Lab 22 - Web Crawl Scavenger Hunt

Due by 11:59pm on 2023-12-5.

Starter Files

There are no starter files for this lab. Create a lab22.py file.

Topics

Review Lab21's topics at your discretion. There will be no new content in this lab. This lab will use what is learned from Lab21 and more generally draw upon general programming knowledge.

Lab21 - Requests and Beautiful Soup Library

Scavenger Hunt!

Create a program called lab22.py. This program will take command line arguments containing a URL, an HTML element, an attribute, and an output file name. The program should load the page specified by the given URL and find the HTML element with the specified attribute. This same attribute will contain the next URL, HTML element, and attribute (in that order) to look for. The information is stored as a comma-separated list.

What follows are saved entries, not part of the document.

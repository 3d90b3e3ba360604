//! Error taxonomy for partitioning and the spawn/join orchestration.

use std::io;
use thiserror::Error;

/// Failure of a reduction run.
///
/// Errors bubble strictly upward through the same join points used for
/// success: a branch fails its combine with the first child error it sees and
/// never produces a value computed from a subset of its children. Worker
/// panics are not converted into this type; they are resumed on the joining
/// thread.
#[derive(Debug, Error)]
pub enum ReduceError {
    /// The requested fan-out exceeds the element count, so at least one range
    /// would be empty. Rejected at partition time, before any task is spawned.
    #[error("cannot split {elements} element(s) into {tasks} non-empty range(s)")]
    EmptyRange { elements: usize, tasks: usize },

    /// Worker creation failed. `level` is 1 for branch workers and 2 for leaf
    /// workers.
    #[error("failed to spawn level {level} worker {index}")]
    TaskSpawn {
        level: u8,
        index: usize,
        #[source]
        source: io::Error,
    },
}
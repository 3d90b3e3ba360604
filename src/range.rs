//! Index-range partitioning.
//!
//! A [`Range`] is an inclusive-inclusive interval into the input slice's index
//! space. [`partition`] splits a space into `K` contiguous, pairwise-disjoint
//! ranges using truncating integer division; [`partition_range`] applies the
//! same split inside an existing range, which is how the engine produces the
//! nested level-2 ranges.
//!
//! When the space does not divide evenly, the remainder at the tail is handled
//! according to [`TailPolicy`]: either folded into the last range (full
//! coverage) or left uncovered at each level independently.

use crate::error::ReduceError;

/// Contiguous inclusive index interval `[start, end]`.
#[derive(Debug, Clone, Copy, PartialEq, Eq)]
pub struct Range {
    /// Inclusive start index.
    pub start: usize,
    /// Inclusive end index.
    pub end: usize,
}

impl Range {
    /// Construct a range.
    ///
    /// # Panics
    /// Panics if `start > end`; an empty range is never a valid unit of work.
    pub fn new(start: usize, end: usize) -> Self {
        assert!(start <= end, "invalid range: start {start} > end {end}");
        Self { start, end }
    }

    /// Number of indices covered.
    #[inline]
    pub fn len(&self) -> usize {
        self.end - self.start + 1
    }

    /// Always false; kept for idiomatic pairing with [`len`](Self::len).
    #[inline]
    pub fn is_empty(&self) -> bool {
        false
    }
}

/// What to do with the `len mod fanout` remainder left over by the truncating
/// division in [`partition`].
#[derive(Debug, Clone, Copy, Default, PartialEq, Eq)]
pub enum TailPolicy {
    /// Extend the last range to the end of the space, so the remainder is
    /// scanned by the last task and the ranges cover the space exactly.
    #[default]
    Cover,
    /// Leave the remainder uncovered, reproducing the reference program's
    /// truncation. Applied at each level independently, so under a nested
    /// split every branch drops its own tail.
    Truncate,
}

/// Split `[0, len)` into `fanout` contiguous ranges of `len / fanout` indices
/// each, with the tail handled per `policy`.
///
/// Fails with [`ReduceError::EmptyRange`] when `fanout > len`, i.e. when the
/// truncated range size would be zero.
///
/// # Panics
/// Panics if `fanout == 0`.
pub fn partition(len: usize, fanout: usize, policy: TailPolicy) -> Result<Vec<Range>, ReduceError> {
    assert!(fanout > 0, "fanout must be positive");
    let size = len / fanout;
    if size == 0 {
        return Err(ReduceError::EmptyRange {
            elements: len,
            tasks: fanout,
        });
    }
    let mut ranges = Vec::with_capacity(fanout);
    for i in 0..fanout {
        let start = i * size;
        let end = if i == fanout - 1 && policy == TailPolicy::Cover {
            len - 1
        } else {
            start + size - 1
        };
        ranges.push(Range::new(start, end));
    }
    Ok(ranges)
}

/// Apply the same split inside `range`, offsetting the produced ranges so they
/// stay within `[range.start, range.end]`.
pub fn partition_range(
    range: Range,
    fanout: usize,
    policy: TailPolicy,
) -> Result<Vec<Range>, ReduceError> {
    let ranges = partition(range.len(), fanout, policy)?;
    Ok(ranges
        .into_iter()
        .map(|r| Range::new(range.start + r.start, range.start + r.end))
        .collect())
}
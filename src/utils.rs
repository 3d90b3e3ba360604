//! Assorted utilities and helpers.

use std::thread;

/// Pick a default `(l1, l2)` fan-out for `len` elements.
///
/// Level 1 follows the machine's available parallelism (capped at `len`);
/// level 2 is a square-root split of the per-branch element count. The pair
/// always satisfies `l1 * l2 <= len` for non-empty inputs, so an engine built
/// from it never fails validation.
pub fn default_fanout(len: usize) -> (usize, usize) {
    if len <= 1 {
        return (1, 1);
    }
    let workers = thread::available_parallelism()
        .map(|n| n.get())
        .unwrap_or(4);
    let l1 = workers.min(len);
    let per_branch = len / l1;
    let l2 = ((per_branch as f64).sqrt().ceil() as usize).clamp(1, per_branch);
    (l1, l2)
}
use crate::engine::{Executor, FanoutMin};
use crate::range::TailPolicy;

pub struct FanoutMinBuilder<'a, T> {
    data: &'a [T],
    fanout: Option<(usize, usize)>,
    policy: Option<TailPolicy>,
    executor: Option<Executor>,
}

impl<'a, T> FanoutMinBuilder<'a, T>
where
    T: Ord + Copy + Send + Sync,
{
    pub fn new(data: &'a [T]) -> Self {
        Self {
            data,
            fanout: None,
            policy: None,
            executor: None,
        }
    }
    pub fn with_fanout(mut self, l1: usize, l2: usize) -> Self {
        self.fanout = Some((l1, l2));
        self
    }
    pub fn with_tail_policy(mut self, policy: TailPolicy) -> Self {
        self.policy = Some(policy);
        self
    }
    pub fn with_executor(mut self, executor: Executor) -> Self {
        self.executor = Some(executor);
        self
    }
    pub fn build(self) -> FanoutMin<'a, T> {
        let engine = match self.fanout {
            Some((l1, l2)) => FanoutMin::with_fanout(self.data, l1, l2),
            None => FanoutMin::new(self.data),
        };
        let engine = match self.policy {
            Some(policy) => engine.tail_policy(policy),
            None => engine,
        };
        match self.executor {
            Some(executor) => engine.executor(executor),
            None => engine,
        }
    }
}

For example, if we ran lab22.py with the following line

python3 lab22.py https://cs111.cs.byu.edu/ p checkpoint1 output.txt

The program should look for the paragraph tag <p> in the CS111 home page with the attribute checkpoint1.

<p checkpoint1="https://www.byu.edu/,a,checkpoint2 ">Do you know Joe?</p>

Once the program does that, the program should then go to BYU's home page, look for an anchor tag with the attribute checkpoint2, and read its contents for the next location.

This searching loop will continue until an attribute called final is found. Once final is found, write the tag's attribute content to the output file.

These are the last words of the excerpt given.